Retrieving JWT Token with Claim

About this task

When you retrieve a JWT token for a particular application, the application is authenticated using the application identifiers provided in the request, such as, APIKey, Username, or Host name, and then a token is generated with application ID as a subject.

For example, consider multiple developers using an application to retrieve an access token. In such a scenario, each user can have a claim that can be used to identify the user who made a particular transaction.

Before you begin

You must configure API Gateway as a JWT issuer.
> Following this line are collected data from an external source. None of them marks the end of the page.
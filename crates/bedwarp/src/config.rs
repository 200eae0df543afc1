//! Proxy configuration.
//!
//! A [`ServerConfig`] is fixed once [`ProxyServer::start`] has been called.
//! Build one with [`ServerConfig::builder`] or start from
//! [`ServerConfig::default`] and overwrite fields.
//!
//! [`ProxyServer::start`]: crate::ProxyServer::start

use std::fmt;
use std::time::Duration;

use bedwarp_protocol::{ProtocolCodec, Visibility};
use bedwarp_transport::RakNetConfig;

/// Where authenticated clients are sent.
#[derive(Debug, Clone, PartialEq, Eq)]
pub struct BackendTarget {
    pub address: String,
    pub port: u16,
}

impl BackendTarget {
    pub fn new(address: impl Into<String>, port: u16) -> Self {
        Self { address: address.into(), port }
    }
}

impl Default for BackendTarget {
    fn default() -> Self {
        Self::new("127.0.0.1", 19133)
    }
}

impl fmt::Display for BackendTarget {
    fn fmt(&self, f: &mut fmt::Formatter<'_>) -> fmt::Result {
        write!(f, "{}:{}", self.address, self.port)
    }
}

/// How long a connection may stay silent in each login state.
#[derive(Debug, Clone, Copy, PartialEq, Eq)]
pub struct SessionTimeouts {
    /// Until the login packet arrives.
    pub login: Duration,
    /// Until the client answers the resource pack offer.
    pub resource_packs: Duration,
    /// Until the client reports its local player as spawned.
    pub initialized: Duration,
    /// After the transfer, until the client leaves on its own.
    pub forwarded: Duration,
}

impl Default for SessionTimeouts {
    fn default() -> Self {
        Self {
            login: Duration::from_secs(10),
            resource_packs: Duration::from_secs(30),
            initialized: Duration::from_secs(30),
            forwarded: Duration::from_secs(10),
        }
    }
}

/// Everything the proxy needs to run.
#[derive(Debug, Clone)]
pub struct ServerConfig {
    pub bind_address: String,
    pub bind_port: u16,
    /// First line of the server list entry.
    pub motd: String,
    /// Second line of the server list entry.
    pub sub_motd: String,
    pub max_players: u32,
    pub codec: ProtocolCodec,
    /// Game mode label shown in the server list.
    pub game_mode: String,
    pub backend: BackendTarget,
    /// Concurrent identity verifications.
    pub worker_threads: usize,
    pub timeouts: SessionTimeouts,
    pub keep_alive_period: Duration,
    /// How long shutdown waits for sessions and pool tasks before
    /// aborting them.
    pub shutdown_grace: Duration,
    pub raknet: RakNetConfig,
    /// What packet traces may show of login tokens.
    pub packet_visibility: Visibility,
}

impl Default for ServerConfig {
    fn default() -> Self {
        Self {
            bind_address: "0.0.0.0".to_string(),
            bind_port: 19132,
            motd: "bedwarp".to_string(),
            sub_motd: "bedwarp".to_string(),
            max_players: 1337,
            codec: ProtocolCodec::V582,
            game_mode: "Survival".to_string(),
            backend: BackendTarget::default(),
            worker_threads: 32,
            timeouts: SessionTimeouts::default(),
            keep_alive_period: Duration::from_secs(1),
            shutdown_grace: Duration::from_secs(5),
            raknet: RakNetConfig::default(),
            packet_visibility: Visibility::Redacted,
        }
    }
}

impl ServerConfig {
    pub fn builder() -> ServerConfigBuilder {
        ServerConfigBuilder::new()
    }

    /// `address:port` for the UDP bind. IPv6 literals are bracketed.
    pub fn bind_addr(&self) -> String {
        if self.bind_address.contains(':') && !self.bind_address.starts_with('[') {
            format!("[{}]:{}", self.bind_address, self.bind_port)
        } else {
            format!("{}:{}", self.bind_address, self.bind_port)
        }
    }
}

/// Builder for [`ServerConfig`].
///
/// # Example
///
/// ```rust
/// use bedwarp::ServerConfig;
///
/// let config = ServerConfig::builder()
///     .bind("127.0.0.1", 19132)
///     .motd("Lobby")
///     .backend("play.example.net", 19132)
///     .build();
/// assert_eq!(config.bind_addr(), "127.0.0.1:19132");
/// ```
#[derive(Debug, Clone, Default)]
pub struct ServerConfigBuilder {
    config: ServerConfig,
}

impl ServerConfigBuilder {
    /// Creates a new builder with default settings.
    pub fn new() -> Self {
        Self::default()
    }

    /// Sets the address and port to listen on.
    pub fn bind(mut self, address: &str, port: u16) -> Self {
        self.config.bind_address = address.to_string();
        self.config.bind_port = port;
        self
    }

    pub fn motd(mut self, motd: impl Into<String>) -> Self {
        self.config.motd = motd.into();
        self
    }

    pub fn sub_motd(mut self, sub_motd: impl Into<String>) -> Self {
        self.config.sub_motd = sub_motd.into();
        self
    }

    pub fn max_players(mut self, max_players: u32) -> Self {
        self.config.max_players = max_players;
        self
    }

    pub fn codec(mut self, codec: ProtocolCodec) -> Self {
        self.config.codec = codec;
        self
    }

    pub fn game_mode(mut self, game_mode: impl Into<String>) -> Self {
        self.config.game_mode = game_mode.into();
        self
    }

    /// Sets the server clients are transferred to.
    pub fn backend(mut self, address: impl Into<String>, port: u16) -> Self {
        self.config.backend = BackendTarget::new(address, port);
        self
    }

    /// Sets the worker pool size. Zero is raised to one.
    pub fn worker_threads(mut self, workers: usize) -> Self {
        self.config.worker_threads = workers.max(1);
        self
    }

    pub fn timeouts(mut self, timeouts: SessionTimeouts) -> Self {
        self.config.timeouts = timeouts;
        self
    }

    pub fn keep_alive_period(mut self, period: Duration) -> Self {
        self.config.keep_alive_period = period;
        self
    }

    pub fn shutdown_grace(mut self, grace: Duration) -> Self {
        self.config.shutdown_grace = grace;
        self
    }

    pub fn raknet(mut self, raknet: RakNetConfig) -> Self {
        self.config.raknet = raknet;
        self
    }

    pub fn packet_visibility(mut self, visibility: Visibility) -> Self {
        self.config.packet_visibility = visibility;
        self
    }

    pub fn build(self) -> ServerConfig {
        self.config
    }
}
If it is not set as a JWT issuer, you can configure it by navigating to Administration> Security> JWT/OAuth/OpenID> JWT Configuration in API Gateway.
You must have an application.

To retrieve a JWT token with claim

Procedure

Open your REST client.
Make a POST call to the following URL, with the hostname of the system where API Gateway is installed in place of localhost:
```
http://localhost:5555/gateway/security/getJsonWebToken
```
Copy the API access key of the application present uder the Application details section.
Pass the access key as an endpoint in the REST client.
Provide your claim identifiers in the Request section:
```
{ "claimsSet": { "identifier": "value"} }
```
For example,
```
{ "claimsSet": { "name": "username", "company": "organization" } }
```
Note: Before invoking this service, ensure that the authorization server is configured and the scope mapping is done.

The access token is displayed in the Response section. The subject claim of the token generated by making a POST call will be the ID of the identified application.
The subject claim of the token generated will be the application ID. The audience will be the value configured in the authorization server preceded with the application ID. The issuer will be the values configured in the authorization server.